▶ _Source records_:
◆ ◆ ◆ ◆ ◆ ◆ ◆

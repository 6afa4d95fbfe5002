use axum::extract::Request;
use axum::http::HeaderMap;
use axum::http::header::USER_AGENT;
use axum::middleware::Next;
use axum::response::Response;
use tasklane_core::{ActorIdentity, AppError, OrganizationId, RequestContext, UserId};

use crate::error::ApiResult;

/// Header carrying the authenticated user id set by the upstream gateway.
pub const ACTOR_HEADER: &str = "x-actor-id";
const FORWARDED_FOR_HEADER: &str = "x-forwarded-for";

/// Caller captured from trusted transport headers.
///
/// A missing actor header means an anonymous caller, which resolves to the
/// guest rule set.
#[derive(Debug, Clone, Default, PartialEq, Eq)]
pub struct RequestActor {
    user_id: Option<UserId>,
    context: RequestContext,
}

impl RequestActor {
    fn from_headers(headers: &HeaderMap) -> Result<Self, AppError> {
        let user_id = header_value(headers, ACTOR_HEADER)
            .map(|value| {
                UserId::parse(value).map_err(|_| {
                    AppError::Unauthorized(format!("invalid {ACTOR_HEADER} header"))
                })
            })
            .transpose()?;

        let ip_address = header_value(headers, FORWARDED_FOR_HEADER)
            .and_then(|value| value.split(',').next())
            .map(|value| value.trim().to_owned());
        let user_agent = header_value(headers, USER_AGENT.as_str()).map(str::to_owned);

        Ok(Self {
            user_id,
            context: RequestContext::new(ip_address, user_agent),
        })
    }

    pub fn user_id(&self) -> Option<UserId> {
        self.user_id
    }

    pub fn context(&self) -> &RequestContext {
        &self.context
    }

    /// Binds the caller to an organization for administrative operations.
    pub fn identity(&self, organization_id: OrganizationId) -> Result<ActorIdentity, AppError> {
        let user_id = self
            .user_id
            .ok_or_else(|| AppError::Unauthorized("authentication required".to_owned()))?;

        Ok(ActorIdentity::new(user_id, organization_id).with_context(self.context.clone()))
    }
}

pub async fn capture_actor(mut request: Request, next: Next) -> ApiResult<Response> {
    let actor = RequestActor::from_headers(request.headers())?;
    request.extensions_mut().insert(actor);
    Ok(next.run(request).await)
}

fn header_value<'a>(headers: &'a HeaderMap, name: &str) -> Option<&'a str> {
    headers
        .get(name)
        .and_then(|value| value.to_str().ok())
        .map(str::trim)
        .filter(|value| !value.is_empty())
}

#[cfg(test)]
mod tests {
    use axum::http::{HeaderMap, HeaderValue};
    use tasklane_core::{AppError, OrganizationId, UserId};

    use super::{ACTOR_HEADER, RequestActor};

    #[test]
    fn missing_actor_header_is_anonymous() {
        let actor = RequestActor::from_headers(&HeaderMap::new()).unwrap_or_default();

        assert_eq!(actor.user_id(), None);
        assert!(matches!(
            actor.identity(OrganizationId::new()),
            Err(AppError::Unauthorized(_))
        ));
    }

    #[test]
    fn headers_populate_identity_and_context() {
        let user_id = UserId::new();
        let organization_id = OrganizationId::new();
        let mut headers = HeaderMap::new();
        headers.insert(
            ACTOR_HEADER,
            HeaderValue::from_str(&user_id.to_string()).unwrap_or_else(|_| unreachable!()),
        );
        headers.insert(
            "x-forwarded-for",
            HeaderValue::from_static("203.0.113.7, 10.0.0.1"),
        );
        headers.insert("user-agent", HeaderValue::from_static("tasklane-web/2.1"));

        let Ok(actor) = RequestActor::from_headers(&headers) else {
            panic!("headers should parse");
        };
        let Ok(identity) = actor.identity(organization_id) else {
            panic!("identified actor should bind");
        };

        assert_eq!(identity.user_id(), user_id);
        assert_eq!(identity.organization_id(), organization_id);
        assert_eq!(identity.context().ip_address(), Some("203.0.113.7"));
        assert_eq!(identity.context().user_agent(), Some("tasklane-web/2.1"));
    }

    #[test]
    fn malformed_actor_header_is_unauthorized() {
        let mut headers = HeaderMap::new();
        headers.insert(ACTOR_HEADER, HeaderValue::from_static("not-a-uuid"));

        assert!(matches!(
            RequestActor::from_headers(&headers),
            Err(AppError::Unauthorized(_))
        ));
    }
}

◆ ◆ ◆ ◆ ◆ ◆ ◆

▶ _WHAT TO WORK ON_: If the string "RequestActor" appears in a line of the entries, report the line.

▶ _FINISHED TASK_:
pub struct RequestActor {
impl RequestActor {
    let actor = RequestActor::from_headers(request.headers())?;
    use super::{ACTOR_HEADER, RequestActor};
        let actor = RequestActor::from_headers(&HeaderMap::new()).unwrap_or_default();
        let Ok(actor) = RequestActor::from_headers(&headers) else {
            RequestActor::from_headers(&headers),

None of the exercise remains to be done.